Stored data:
· · ·

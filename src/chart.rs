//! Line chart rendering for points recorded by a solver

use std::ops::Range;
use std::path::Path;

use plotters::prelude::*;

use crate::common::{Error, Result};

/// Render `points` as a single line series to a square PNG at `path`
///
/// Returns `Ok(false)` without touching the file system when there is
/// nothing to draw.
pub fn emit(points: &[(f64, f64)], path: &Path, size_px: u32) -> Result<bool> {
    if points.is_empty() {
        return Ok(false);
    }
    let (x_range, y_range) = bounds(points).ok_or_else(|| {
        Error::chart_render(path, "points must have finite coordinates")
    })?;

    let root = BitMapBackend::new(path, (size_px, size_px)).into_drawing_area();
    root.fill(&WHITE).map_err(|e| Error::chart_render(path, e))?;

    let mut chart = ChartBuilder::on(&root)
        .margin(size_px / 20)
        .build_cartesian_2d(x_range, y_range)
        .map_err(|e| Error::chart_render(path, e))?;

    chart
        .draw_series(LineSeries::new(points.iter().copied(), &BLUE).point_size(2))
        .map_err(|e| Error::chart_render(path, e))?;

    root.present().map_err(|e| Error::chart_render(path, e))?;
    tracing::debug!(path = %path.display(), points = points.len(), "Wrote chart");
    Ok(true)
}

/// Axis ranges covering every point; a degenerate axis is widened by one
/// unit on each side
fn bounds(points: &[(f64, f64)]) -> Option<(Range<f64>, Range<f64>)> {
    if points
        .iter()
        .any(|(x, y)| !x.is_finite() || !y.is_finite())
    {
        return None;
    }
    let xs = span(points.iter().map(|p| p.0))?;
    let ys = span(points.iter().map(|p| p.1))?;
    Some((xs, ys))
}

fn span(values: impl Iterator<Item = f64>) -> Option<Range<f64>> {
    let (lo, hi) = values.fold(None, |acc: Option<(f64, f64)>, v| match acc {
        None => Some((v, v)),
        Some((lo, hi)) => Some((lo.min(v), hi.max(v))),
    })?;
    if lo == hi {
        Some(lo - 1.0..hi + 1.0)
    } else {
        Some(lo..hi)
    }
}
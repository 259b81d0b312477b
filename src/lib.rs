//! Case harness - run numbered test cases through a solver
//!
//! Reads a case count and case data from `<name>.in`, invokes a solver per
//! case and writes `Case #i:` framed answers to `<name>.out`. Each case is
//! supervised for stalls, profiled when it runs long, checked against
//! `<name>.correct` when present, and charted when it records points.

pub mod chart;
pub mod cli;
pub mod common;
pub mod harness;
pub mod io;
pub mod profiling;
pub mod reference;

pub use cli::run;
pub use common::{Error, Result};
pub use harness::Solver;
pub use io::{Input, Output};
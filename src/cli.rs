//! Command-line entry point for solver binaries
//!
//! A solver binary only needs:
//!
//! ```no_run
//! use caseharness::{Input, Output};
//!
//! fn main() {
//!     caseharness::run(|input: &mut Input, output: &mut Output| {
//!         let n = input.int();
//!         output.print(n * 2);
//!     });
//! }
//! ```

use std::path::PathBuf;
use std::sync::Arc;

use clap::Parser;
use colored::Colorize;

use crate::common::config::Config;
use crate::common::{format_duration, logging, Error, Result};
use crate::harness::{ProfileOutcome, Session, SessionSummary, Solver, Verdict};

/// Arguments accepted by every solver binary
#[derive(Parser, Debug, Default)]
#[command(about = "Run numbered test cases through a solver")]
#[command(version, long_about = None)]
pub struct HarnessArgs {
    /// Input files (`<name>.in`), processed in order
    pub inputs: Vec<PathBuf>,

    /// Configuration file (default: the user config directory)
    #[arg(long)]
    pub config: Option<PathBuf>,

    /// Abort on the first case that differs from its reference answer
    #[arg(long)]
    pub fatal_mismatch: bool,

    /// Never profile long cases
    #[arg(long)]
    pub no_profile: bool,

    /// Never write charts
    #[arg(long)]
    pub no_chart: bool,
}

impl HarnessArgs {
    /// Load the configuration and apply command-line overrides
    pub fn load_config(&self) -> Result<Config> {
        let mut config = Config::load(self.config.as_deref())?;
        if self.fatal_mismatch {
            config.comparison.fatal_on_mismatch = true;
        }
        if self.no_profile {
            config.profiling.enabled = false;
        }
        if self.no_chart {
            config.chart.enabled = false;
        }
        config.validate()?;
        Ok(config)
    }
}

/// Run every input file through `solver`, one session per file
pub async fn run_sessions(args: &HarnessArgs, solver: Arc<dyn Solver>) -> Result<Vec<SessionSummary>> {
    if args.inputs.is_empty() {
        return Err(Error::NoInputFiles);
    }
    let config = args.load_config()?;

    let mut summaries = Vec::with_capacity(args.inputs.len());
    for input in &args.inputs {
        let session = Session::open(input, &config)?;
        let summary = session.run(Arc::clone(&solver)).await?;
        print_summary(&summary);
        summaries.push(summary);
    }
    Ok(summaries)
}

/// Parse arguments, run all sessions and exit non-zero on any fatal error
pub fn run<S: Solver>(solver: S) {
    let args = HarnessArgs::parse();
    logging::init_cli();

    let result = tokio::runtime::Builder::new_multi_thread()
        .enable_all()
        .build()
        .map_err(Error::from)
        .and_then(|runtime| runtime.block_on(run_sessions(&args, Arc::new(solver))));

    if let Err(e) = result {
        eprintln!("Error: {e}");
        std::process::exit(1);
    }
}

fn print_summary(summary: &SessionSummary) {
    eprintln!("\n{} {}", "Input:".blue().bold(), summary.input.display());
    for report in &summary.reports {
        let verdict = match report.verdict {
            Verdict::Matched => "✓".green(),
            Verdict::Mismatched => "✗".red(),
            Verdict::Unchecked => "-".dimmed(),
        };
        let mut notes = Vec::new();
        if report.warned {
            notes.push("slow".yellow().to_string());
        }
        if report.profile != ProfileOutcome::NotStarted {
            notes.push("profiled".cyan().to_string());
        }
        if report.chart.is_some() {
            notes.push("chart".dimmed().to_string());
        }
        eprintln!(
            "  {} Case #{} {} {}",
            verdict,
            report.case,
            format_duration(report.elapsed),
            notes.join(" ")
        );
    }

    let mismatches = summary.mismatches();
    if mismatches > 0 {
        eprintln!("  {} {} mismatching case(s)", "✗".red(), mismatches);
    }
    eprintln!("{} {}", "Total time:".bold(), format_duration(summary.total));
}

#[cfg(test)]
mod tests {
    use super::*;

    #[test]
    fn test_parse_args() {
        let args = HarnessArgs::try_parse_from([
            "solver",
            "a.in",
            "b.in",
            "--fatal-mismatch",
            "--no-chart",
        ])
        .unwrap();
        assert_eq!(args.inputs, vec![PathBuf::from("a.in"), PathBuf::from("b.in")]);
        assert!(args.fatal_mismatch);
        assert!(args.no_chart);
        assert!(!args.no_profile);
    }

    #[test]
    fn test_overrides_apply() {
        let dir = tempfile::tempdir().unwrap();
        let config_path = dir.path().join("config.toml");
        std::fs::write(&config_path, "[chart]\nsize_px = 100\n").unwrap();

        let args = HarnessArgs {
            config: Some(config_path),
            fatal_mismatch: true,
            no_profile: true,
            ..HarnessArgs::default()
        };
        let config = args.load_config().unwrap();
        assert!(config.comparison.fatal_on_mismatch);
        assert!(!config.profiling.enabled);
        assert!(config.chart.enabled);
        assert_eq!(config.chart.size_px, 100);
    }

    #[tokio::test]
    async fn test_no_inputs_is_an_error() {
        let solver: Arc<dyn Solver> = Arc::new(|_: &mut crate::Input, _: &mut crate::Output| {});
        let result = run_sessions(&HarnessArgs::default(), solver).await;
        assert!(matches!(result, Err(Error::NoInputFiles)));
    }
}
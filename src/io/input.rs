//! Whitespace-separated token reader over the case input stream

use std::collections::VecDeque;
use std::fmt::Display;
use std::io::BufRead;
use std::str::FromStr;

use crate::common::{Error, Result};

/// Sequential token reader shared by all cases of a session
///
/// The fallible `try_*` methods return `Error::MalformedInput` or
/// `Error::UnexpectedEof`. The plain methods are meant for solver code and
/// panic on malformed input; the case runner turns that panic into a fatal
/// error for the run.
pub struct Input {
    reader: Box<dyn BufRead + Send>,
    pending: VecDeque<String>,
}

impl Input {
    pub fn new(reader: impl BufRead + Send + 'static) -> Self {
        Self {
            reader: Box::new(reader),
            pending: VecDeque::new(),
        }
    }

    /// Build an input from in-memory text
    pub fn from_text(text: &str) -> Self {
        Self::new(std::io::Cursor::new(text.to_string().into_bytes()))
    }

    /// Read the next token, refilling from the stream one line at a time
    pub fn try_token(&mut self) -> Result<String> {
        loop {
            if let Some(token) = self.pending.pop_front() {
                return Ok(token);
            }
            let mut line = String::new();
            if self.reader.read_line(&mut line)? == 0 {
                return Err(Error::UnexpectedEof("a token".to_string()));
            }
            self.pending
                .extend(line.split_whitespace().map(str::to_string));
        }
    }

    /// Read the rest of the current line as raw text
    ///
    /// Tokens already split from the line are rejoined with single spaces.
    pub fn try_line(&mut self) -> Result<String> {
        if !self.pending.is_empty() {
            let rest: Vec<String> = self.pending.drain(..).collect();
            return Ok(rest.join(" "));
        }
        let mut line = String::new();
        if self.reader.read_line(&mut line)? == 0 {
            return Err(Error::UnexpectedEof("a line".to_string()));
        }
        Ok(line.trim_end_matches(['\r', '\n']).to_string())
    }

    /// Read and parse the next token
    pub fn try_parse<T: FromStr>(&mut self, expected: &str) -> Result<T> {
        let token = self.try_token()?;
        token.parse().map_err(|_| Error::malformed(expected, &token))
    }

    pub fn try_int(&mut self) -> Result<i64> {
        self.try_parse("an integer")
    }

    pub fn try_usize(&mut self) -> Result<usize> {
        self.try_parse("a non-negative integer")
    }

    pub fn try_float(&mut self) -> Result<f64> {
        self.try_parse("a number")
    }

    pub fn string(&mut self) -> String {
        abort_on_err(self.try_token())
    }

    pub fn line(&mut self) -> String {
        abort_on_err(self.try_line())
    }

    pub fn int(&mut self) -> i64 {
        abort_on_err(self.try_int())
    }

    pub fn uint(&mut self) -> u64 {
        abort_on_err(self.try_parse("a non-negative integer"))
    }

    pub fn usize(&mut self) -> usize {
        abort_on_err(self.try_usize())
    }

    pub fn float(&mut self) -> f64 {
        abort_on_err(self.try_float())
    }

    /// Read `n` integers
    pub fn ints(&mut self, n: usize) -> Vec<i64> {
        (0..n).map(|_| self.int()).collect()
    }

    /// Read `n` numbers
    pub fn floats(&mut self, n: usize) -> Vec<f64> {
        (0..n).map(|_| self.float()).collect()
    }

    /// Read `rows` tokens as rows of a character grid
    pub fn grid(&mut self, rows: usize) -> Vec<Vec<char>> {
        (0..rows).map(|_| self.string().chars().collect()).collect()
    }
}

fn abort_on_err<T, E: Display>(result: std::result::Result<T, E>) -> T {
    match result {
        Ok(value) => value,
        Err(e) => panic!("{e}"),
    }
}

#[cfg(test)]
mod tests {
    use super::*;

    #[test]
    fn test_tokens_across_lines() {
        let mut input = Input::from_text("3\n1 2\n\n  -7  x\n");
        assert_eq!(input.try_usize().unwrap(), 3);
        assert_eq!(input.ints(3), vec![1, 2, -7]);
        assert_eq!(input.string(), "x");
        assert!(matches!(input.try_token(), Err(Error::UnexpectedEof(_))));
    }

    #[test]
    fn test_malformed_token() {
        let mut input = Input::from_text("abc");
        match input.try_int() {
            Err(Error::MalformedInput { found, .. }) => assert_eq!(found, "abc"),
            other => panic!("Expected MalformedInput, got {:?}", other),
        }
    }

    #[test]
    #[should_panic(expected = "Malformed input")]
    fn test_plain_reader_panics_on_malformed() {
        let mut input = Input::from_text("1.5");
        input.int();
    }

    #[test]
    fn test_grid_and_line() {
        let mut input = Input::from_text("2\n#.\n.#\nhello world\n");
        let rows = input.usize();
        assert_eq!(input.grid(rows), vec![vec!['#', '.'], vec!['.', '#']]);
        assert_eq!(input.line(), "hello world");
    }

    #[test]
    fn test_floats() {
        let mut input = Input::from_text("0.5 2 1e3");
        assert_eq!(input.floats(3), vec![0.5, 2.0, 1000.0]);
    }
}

· · ·

Every line above that holds the word "binary" should be copied out.

_Answer for the task_:
//! A solver binary only needs:
/// Arguments accepted by every solver binary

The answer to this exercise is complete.